伝統の名前を唯一無二の個性派ボディで復活。アルファロメオ GTV/スパイダー【ネオ・クラシックカー・グッドデザイン太鼓判:輸入車編】

80~90年代輸入車のグッドデザインを振り返る本シリーズ。第28回は、伝統の名前を復活させた、超個性派イタリアン・クーペ/スパイダーに太鼓判です。

■個性的コンセプトカーを量産化

GTV・メイン
ウエッジしたキャラクターラインでキャビンをボディを分けるという斬新なデザイン

80年代後半にアルフェッタGTVの生産か終了したものの、経営陣交代劇などで後継車開発が遅れていたアルファロメオが、ようやく1994年に発表したのが、GTV/スパイダーです。

ひとつのボディでクーペとスパイダーを両立するテーマは、ピニンファリーナが1986年に提案し好評を博した、ヴィヴァーチェスパイダー/クーペで示したものを基本とし、これを90年代らしく発展させました。

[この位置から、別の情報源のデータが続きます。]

//! Pretty-printing of the typed IR, for `--dump-ir` and test diagnostics.

use crate::ir::*;
use crate::rtype::type_to_string;

use ionc_lang::ast::{BinaryOp, UnaryOp};

pub fn mechanism_to_string(m: &ResolvedMechanism) -> String {
    let mut out = format!("{} {} {{\n", m.kind, m.name);
    for group in [
        &m.constants,
        &m.parameters,
        &m.states,
        &m.bindings,
        &m.functions,
        &m.initials,
        &m.evolutions,
        &m.effects,
        &m.exports,
    ] {
        for e in group.iter() {
            out.push_str(&decl_to_string(e, "  "));
            out.push('\n');
        }
    }
    out.push_str("}\n");
    out
}

fn decl_to_string(e: &RExpr, indent: &str) -> String {
    match &**e {
        ResolvedExpr::Parameter(p) => format!(
            "{}parameter {}: {} =\n{}",
            indent,
            p.name,
            type_to_string(&p.ty),
            body_to_string(&p.value, &format!("{}  ", indent))
        ),
        ResolvedExpr::Constant(c) => format!(
            "{}constant {}: {} =\n{}",
            indent,
            c.name,
            type_to_string(&c.ty),
            body_to_string(&c.value, &format!("{}  ", indent))
        ),
        ResolvedExpr::State(s) => {
            format!("{}state {}: {};", indent, s.name, type_to_string(&s.ty))
        }
        ResolvedExpr::Bind(b) => match &b.ion {
            Some(ion) => format!("{}bind {} = {}({});", indent, b.name, b.kind.name(), ion),
            None => format!("{}bind {} = {};", indent, b.name, b.kind.name()),
        },
        ResolvedExpr::Function(f) => {
            let args: Vec<String> = f
                .args
                .iter()
                .map(|a| format!("{}: {}", a.name, type_to_string(&a.ty)))
                .collect();
            format!(
                "{}function {}({}): {} =\n{}",
                indent,
                f.name,
                args.join(", "),
                type_to_string(&f.ret),
                body_to_string(&f.body, &format!("{}  ", indent))
            )
        }
        ResolvedExpr::Initial(i) => format!(
            "{}initial {} =\n{}",
            indent,
            i.target,
            body_to_string(&i.value, &format!("{}  ", indent))
        ),
        ResolvedExpr::Evolve(ev) => format!(
            "{}evolve {}' =\n{}",
            indent,
            ev.target,
            body_to_string(&ev.value, &format!("{}  ", indent))
        ),
        ResolvedExpr::Effect(ef) => {
            let head = match &ef.ion {
                Some(ion) => format!("{}effect {}({})", indent, ef.kind.name(), ion),
                None => format!("{}effect {}", indent, ef.kind.name()),
            };
            format!("{} =\n{}", head, body_to_string(&ef.value, &format!("{}  ", indent)))
        }
        ResolvedExpr::Export(x) => format!("{}export {};", indent, x.name),
        _ => format!("{}{}", indent, expr_to_string(e)),
    }
}

/// A let chain, one binding per line.
pub fn body_to_string(e: &RExpr, indent: &str) -> String {
    let mut out = String::new();
    let mut cursor = e;
    while let ResolvedExpr::Let(l) = &**cursor {
        out.push_str(&format!("{}let {} = {};\n", indent, l.name, expr_to_string(&l.value)));
        cursor = &l.body;
    }
    out.push_str(&format!("{}{}", indent, expr_to_string(cursor)));
    out
}

pub fn expr_to_string(e: &RExpr) -> String {
    match &**e {
        ResolvedExpr::Argument(a) => a.name.clone(),
        ResolvedExpr::Float(f) => format!("{:?}", f.value),
        ResolvedExpr::Int(i) => format!("{}", i.value),
        ResolvedExpr::Unary(u) => match u.op {
            UnaryOp::Neg => format!("-{}", expr_to_string(&u.arg)),
            UnaryOp::Not => format!("!{}", expr_to_string(&u.arg)),
            UnaryOp::Exp => format!("exp({})", expr_to_string(&u.arg)),
            UnaryOp::Sin => format!("sin({})", expr_to_string(&u.arg)),
            UnaryOp::Cos => format!("cos({})", expr_to_string(&u.arg)),
            UnaryOp::Log => format!("log({})", expr_to_string(&u.arg)),
            UnaryOp::Abs => format!("abs({})", expr_to_string(&u.arg)),
            UnaryOp::Exprelr => format!("exprelr({})", expr_to_string(&u.arg)),
        },
        ResolvedExpr::Binary(b) => match b.op {
            BinaryOp::Min => format!("min({}, {})", expr_to_string(&b.lhs), expr_to_string(&b.rhs)),
            BinaryOp::Max => format!("max({}, {})", expr_to_string(&b.lhs), expr_to_string(&b.rhs)),
            op => format!(
                "({} {} {})",
                expr_to_string(&b.lhs),
                binop_symbol(op),
                expr_to_string(&b.rhs)
            ),
        },
        ResolvedExpr::If(i) => format!(
            "(if {} then {} else {})",
            expr_to_string(&i.condition),
            expr_to_string(&i.if_true),
            expr_to_string(&i.if_false)
        ),
        ResolvedExpr::Call(c) => {
            let args: Vec<String> = c.args.iter().map(expr_to_string).collect();
            format!("{}({})", c.function, args.join(", "))
        }
        ResolvedExpr::Object(o) => {
            let fields: Vec<String> =
                o.fields.iter().map(|(n, v)| format!("{} = {}", n, expr_to_string(v))).collect();
            format!("{{ {} }}", fields.join("; "))
        }
        ResolvedExpr::FieldAccess(f) => format!("{}.{}", expr_to_string(&f.object), f.field),
        ResolvedExpr::Let(l) => format!(
            "(let {} = {}; {})",
            l.name,
            expr_to_string(&l.value),
            expr_to_string(&l.body)
        ),
        _ => "<declaration>".to_string(),
    }
}

fn binop_symbol(op: BinaryOp) -> &'static str {
    match op {
        BinaryOp::Add => "+",
        BinaryOp::Sub => "-",
        BinaryOp::Mul => "*",
        BinaryOp::Div => "/",
        BinaryOp::Pow => "^",
        BinaryOp::Lt => "<",
        BinaryOp::Le => "<=",
        BinaryOp::Gt => ">",
        BinaryOp::Ge => ">=",
        BinaryOp::Eq => "==",
        BinaryOp::Ne => "!=",
        BinaryOp::And => "&&",
        BinaryOp::Or => "||",
        BinaryOp::Min | BinaryOp::Max => unreachable!("printed elsewhere"),
        BinaryOp::Dot => ".",
    }
}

具体的には、ナナメに駆け上がってキャビンを区切るラインを強調し、ボディの2重構造を明快に表現。加えて、ウエッジを強くすることで強烈な前進感を打ち出しました。

SPIDER・リア
スパイダーのリアはゆるやかに下がるラインがGTVと異なるところ

一方、アンダーボディは面のピークを水平に引きつつ、リアフェンダーには実に豊かな量感を持たせることで、キャビンである上屋部分をしっかり受け止めています。さらに、リアに向けて大きく絞られる美しいショルダーの流れも見所。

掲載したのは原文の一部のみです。